[TRY IT] Please copy each line of the records below that holds the word "Number".

[SUPPLIED DATA]
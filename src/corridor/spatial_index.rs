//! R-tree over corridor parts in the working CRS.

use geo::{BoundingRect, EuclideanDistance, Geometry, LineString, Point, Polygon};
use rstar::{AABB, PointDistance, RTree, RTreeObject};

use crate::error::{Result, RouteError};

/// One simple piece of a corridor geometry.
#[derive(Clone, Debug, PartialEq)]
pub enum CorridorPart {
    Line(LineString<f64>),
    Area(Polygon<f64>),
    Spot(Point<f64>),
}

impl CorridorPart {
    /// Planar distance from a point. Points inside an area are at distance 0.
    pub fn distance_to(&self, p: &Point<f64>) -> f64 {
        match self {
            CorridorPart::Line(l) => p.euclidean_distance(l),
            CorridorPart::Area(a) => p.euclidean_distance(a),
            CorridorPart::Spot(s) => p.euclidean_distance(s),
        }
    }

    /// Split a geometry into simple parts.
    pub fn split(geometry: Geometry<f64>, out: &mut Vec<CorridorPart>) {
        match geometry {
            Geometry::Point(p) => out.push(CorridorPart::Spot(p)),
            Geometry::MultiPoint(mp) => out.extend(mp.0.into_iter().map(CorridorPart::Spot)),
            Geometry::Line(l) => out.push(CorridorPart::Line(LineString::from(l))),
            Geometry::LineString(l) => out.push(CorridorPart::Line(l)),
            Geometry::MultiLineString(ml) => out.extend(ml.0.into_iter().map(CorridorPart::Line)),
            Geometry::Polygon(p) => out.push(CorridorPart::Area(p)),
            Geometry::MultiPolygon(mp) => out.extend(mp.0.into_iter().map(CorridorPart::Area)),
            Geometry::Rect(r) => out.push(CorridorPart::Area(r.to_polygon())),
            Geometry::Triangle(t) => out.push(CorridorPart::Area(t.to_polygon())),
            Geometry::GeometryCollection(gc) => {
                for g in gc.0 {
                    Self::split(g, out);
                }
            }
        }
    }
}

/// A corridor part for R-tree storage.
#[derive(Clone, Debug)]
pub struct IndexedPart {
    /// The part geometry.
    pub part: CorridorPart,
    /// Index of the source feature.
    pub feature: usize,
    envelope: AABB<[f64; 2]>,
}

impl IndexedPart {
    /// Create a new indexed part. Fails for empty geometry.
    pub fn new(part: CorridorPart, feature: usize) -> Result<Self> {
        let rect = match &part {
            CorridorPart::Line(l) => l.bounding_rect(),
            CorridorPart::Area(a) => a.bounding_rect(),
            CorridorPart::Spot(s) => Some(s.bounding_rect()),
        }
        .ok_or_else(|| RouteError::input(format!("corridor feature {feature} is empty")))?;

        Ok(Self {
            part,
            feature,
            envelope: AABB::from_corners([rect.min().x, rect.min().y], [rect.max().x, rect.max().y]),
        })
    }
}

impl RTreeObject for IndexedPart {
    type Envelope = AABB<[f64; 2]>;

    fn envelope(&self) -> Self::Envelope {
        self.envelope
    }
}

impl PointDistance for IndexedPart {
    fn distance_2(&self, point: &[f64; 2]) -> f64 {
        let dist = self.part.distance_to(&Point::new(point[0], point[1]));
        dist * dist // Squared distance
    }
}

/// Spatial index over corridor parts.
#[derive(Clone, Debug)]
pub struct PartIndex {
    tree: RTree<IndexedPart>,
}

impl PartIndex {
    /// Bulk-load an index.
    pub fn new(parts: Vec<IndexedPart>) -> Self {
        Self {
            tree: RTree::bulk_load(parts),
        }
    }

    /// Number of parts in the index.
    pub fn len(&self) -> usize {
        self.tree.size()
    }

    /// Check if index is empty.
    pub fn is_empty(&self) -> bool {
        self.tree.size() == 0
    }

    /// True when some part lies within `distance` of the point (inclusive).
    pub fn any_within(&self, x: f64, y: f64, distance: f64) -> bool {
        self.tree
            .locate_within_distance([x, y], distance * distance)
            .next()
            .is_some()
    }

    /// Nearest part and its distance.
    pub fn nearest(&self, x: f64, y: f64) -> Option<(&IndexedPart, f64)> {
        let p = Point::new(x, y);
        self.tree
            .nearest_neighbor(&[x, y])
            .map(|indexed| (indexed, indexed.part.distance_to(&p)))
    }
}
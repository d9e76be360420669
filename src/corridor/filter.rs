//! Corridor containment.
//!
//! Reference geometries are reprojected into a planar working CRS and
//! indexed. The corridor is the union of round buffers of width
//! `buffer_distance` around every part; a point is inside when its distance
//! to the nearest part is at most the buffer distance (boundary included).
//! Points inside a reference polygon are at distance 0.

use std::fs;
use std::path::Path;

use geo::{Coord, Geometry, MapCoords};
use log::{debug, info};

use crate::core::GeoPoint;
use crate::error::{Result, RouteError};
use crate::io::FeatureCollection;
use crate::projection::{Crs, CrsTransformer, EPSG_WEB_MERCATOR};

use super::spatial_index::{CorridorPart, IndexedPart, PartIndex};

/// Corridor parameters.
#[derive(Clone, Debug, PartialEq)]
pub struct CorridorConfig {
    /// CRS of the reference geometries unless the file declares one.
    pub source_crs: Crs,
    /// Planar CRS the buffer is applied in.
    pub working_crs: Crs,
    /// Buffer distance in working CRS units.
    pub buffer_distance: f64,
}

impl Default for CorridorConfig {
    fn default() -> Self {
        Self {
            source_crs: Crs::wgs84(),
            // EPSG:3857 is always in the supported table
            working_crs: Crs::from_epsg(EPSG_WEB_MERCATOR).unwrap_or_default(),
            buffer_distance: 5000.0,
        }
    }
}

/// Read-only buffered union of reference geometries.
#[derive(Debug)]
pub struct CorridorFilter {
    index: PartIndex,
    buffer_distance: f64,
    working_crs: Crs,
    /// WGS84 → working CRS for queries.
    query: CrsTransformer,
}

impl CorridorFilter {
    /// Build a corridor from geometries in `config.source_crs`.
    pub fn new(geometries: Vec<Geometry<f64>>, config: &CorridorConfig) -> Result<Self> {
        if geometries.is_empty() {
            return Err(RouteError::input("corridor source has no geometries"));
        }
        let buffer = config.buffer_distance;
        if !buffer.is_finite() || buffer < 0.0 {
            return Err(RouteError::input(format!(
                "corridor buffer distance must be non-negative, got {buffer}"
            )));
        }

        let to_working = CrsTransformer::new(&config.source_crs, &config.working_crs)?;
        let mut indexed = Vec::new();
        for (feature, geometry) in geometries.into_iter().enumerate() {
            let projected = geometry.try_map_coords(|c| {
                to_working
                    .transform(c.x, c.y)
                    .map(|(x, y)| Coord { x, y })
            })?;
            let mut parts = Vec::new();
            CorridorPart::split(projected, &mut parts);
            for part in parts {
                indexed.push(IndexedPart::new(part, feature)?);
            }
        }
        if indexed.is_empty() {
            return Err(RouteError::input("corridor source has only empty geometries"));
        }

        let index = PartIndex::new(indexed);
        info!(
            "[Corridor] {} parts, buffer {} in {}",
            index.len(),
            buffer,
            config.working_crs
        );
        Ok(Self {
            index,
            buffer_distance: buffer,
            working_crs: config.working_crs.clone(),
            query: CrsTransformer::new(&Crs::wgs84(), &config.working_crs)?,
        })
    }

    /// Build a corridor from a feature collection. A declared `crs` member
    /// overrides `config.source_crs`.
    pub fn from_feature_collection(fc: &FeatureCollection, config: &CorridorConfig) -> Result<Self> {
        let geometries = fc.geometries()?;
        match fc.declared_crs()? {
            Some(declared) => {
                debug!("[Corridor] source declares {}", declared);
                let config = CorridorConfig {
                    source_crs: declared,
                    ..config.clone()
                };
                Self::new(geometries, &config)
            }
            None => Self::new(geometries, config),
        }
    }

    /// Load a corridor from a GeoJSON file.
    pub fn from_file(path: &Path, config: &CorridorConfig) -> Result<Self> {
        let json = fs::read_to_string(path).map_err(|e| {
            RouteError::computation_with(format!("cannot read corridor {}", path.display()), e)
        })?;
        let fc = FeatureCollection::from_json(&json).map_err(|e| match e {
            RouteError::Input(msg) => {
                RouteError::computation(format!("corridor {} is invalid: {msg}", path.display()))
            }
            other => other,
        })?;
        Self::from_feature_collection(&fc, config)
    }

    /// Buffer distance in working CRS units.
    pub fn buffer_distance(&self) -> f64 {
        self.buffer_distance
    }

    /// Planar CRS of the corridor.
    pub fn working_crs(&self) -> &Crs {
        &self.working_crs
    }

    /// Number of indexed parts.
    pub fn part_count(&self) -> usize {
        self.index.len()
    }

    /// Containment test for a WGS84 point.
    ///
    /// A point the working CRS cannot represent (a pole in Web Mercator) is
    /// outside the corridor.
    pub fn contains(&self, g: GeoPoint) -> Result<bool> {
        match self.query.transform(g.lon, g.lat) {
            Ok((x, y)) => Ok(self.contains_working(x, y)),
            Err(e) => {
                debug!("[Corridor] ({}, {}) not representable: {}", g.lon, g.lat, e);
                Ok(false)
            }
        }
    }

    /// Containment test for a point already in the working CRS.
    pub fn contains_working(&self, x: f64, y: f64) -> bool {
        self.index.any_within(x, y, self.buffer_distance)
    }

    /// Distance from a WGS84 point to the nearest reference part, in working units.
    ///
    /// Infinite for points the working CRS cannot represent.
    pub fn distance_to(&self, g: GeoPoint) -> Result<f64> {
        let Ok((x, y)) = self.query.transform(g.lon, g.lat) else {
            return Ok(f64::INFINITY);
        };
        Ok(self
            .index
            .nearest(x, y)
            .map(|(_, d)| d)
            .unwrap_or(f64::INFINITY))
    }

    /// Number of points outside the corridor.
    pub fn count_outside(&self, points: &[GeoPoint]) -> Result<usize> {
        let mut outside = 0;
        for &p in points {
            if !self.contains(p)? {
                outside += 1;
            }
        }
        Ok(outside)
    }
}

[WRITTEN RESPONSE]
    /// Number of parts in the index.
    /// Number of indexed parts.
    /// Number of points outside the corridor.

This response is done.